The day before serving them, you want to run cold water over them in the sink to rinse the salt-glaze off while they are still frozen. Next, place them in a leakproof container in the fridge over night.  

The next day, about half an hour before you want to cook them, take out the container and and let them get close to room temperature. They are already cooked, so you just need to warm them up (the butter is what warms up your bite).  Set your oven to a Warm, or Low setting and only cook what you are going to use right away, and keep the rest in the warm oven. Rather than putting the entire mound on the table, take them straight to the plates.

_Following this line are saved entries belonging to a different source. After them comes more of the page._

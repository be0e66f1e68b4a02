//! Periodic "rotate and apply" job.
//!
//! # Responsibility
//! - Resolve today's quote without any UI present.
//! - Hand a ready wallpaper to the host's platform call.
//!
//! # Invariants
//! - Readiness is decided by `CacheCoordinator::lookup` only.
//! - A missing slot is reported as `NoData` ("still generating"), not as a
//!   failure.
//! - The job never panics and never renders.

use crate::cache::coordinator::CacheCoordinator;
use crate::cache::wallpaper_cache::{CacheRef, WallpaperCache};
use crate::model::quote::QuoteId;
use crate::repo::quote_repo::QuoteRepository;
use crate::repo::settings_repo::SettingsRepository;
use crate::service::clock::Clock;
use crate::service::rotation_service::RotationService;
use log::{error, info};
use std::error::Error;
use std::fmt::{Display, Formatter};
use std::time::Instant;

/// Platform wallpaper-set failure reported by the host.
#[derive(Debug, Clone, PartialEq, Eq)]
pub struct ApplyError(pub String);

impl Display for ApplyError {
    fn fmt(&self, f: &mut Formatter<'_>) -> std::fmt::Result {
        write!(f, "wallpaper apply failed: {}", self.0)
    }
}

impl Error for ApplyError {}

/// Host capability that sets the device wallpaper from a cached image.
pub trait WallpaperApplier {
    fn apply(&self, wallpaper: &CacheRef) -> Result<(), ApplyError>;
}

/// Result reported back to the OS background-fetch scheduler.
#[derive(Debug, Clone, PartialEq, Eq)]
pub enum JobOutcome {
    /// Wallpaper applied for `quote_id`.
    NewData { quote_id: QuoteId },
    /// Nothing to apply: empty store, or the image is still generating.
    NoData { quote_id: Option<QuoteId> },
    Failed,
}

/// Background job wiring rotation, style preference and cache lookup.
pub struct DailyWallpaperJob<Q, S, C> {
    quotes: Q,
    settings: S,
    clock: C,
    cache: WallpaperCache,
}

impl<Q: QuoteRepository, S: SettingsRepository, C: Clock> DailyWallpaperJob<Q, S, C> {
    pub fn new(quotes: Q, settings: S, clock: C, cache: WallpaperCache) -> Self {
        Self {
            quotes,
            settings,
            clock,
            cache,
        }
    }

    /// Runs one job tick.
    pub fn run<A: WallpaperApplier + ?Sized>(&self, applier: &A) -> JobOutcome {
        let started_at = Instant::now();
        let outcome = self.run_inner(applier);
        match &outcome {
            Ok(outcome) => info!(
                "event=daily_job module=job status=ok outcome={} duration_ms={}",
                outcome_label(outcome),
                started_at.elapsed().as_millis()
            ),
            Err(err) => error!(
                "event=daily_job module=job status=error duration_ms={} error={}",
                started_at.elapsed().as_millis(),
                err
            ),
        }
        outcome.unwrap_or(JobOutcome::Failed)
    }

    fn run_inner<A: WallpaperApplier + ?Sized>(
        &self,
        applier: &A,
    ) -> Result<JobOutcome, Box<dyn Error>> {
        let rotation = RotationService::new(&self.quotes, &self.settings, &self.clock);
        let Some(quote) = rotation.daily_quote()? else {
            return Ok(JobOutcome::NoData { quote_id: None });
        };

        let style = self.settings.wallpaper_style()?;
        let coordinator = CacheCoordinator::new(&self.quotes, self.cache.clone());
        let Some(wallpaper) = coordinator.lookup(quote.id, style) else {
            return Ok(JobOutcome::NoData {
                quote_id: Some(quote.id),
            });
        };

        applier.apply(&wallpaper)?;
        Ok(JobOutcome::NewData { quote_id: quote.id })
    }
}

fn outcome_label(outcome: &JobOutcome) -> &'static str {
    match outcome {
        JobOutcome::NewData { .. } => "new_data",
        JobOutcome::NoData { quote_id: None } => "no_quote",
        JobOutcome::NoData { quote_id: Some(_) } => "still_generating",
        JobOutcome::Failed => "failed",
    }
}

Hot butter is the key to heating up the crab for every succulent bite.  Keep hot butter on the stove during the entire meal process. Every time you dip the crab into the butter, the crab is pulling some of the heat out, so you want to keep the butter refreshed. 

Now, pre-Covid, each individual could just keep refreshing the butter from the serving bowl on the table, but with serving guidelines you really want to have one ladle coming from the pot, and try to have one individual warm up each person's butter bowl.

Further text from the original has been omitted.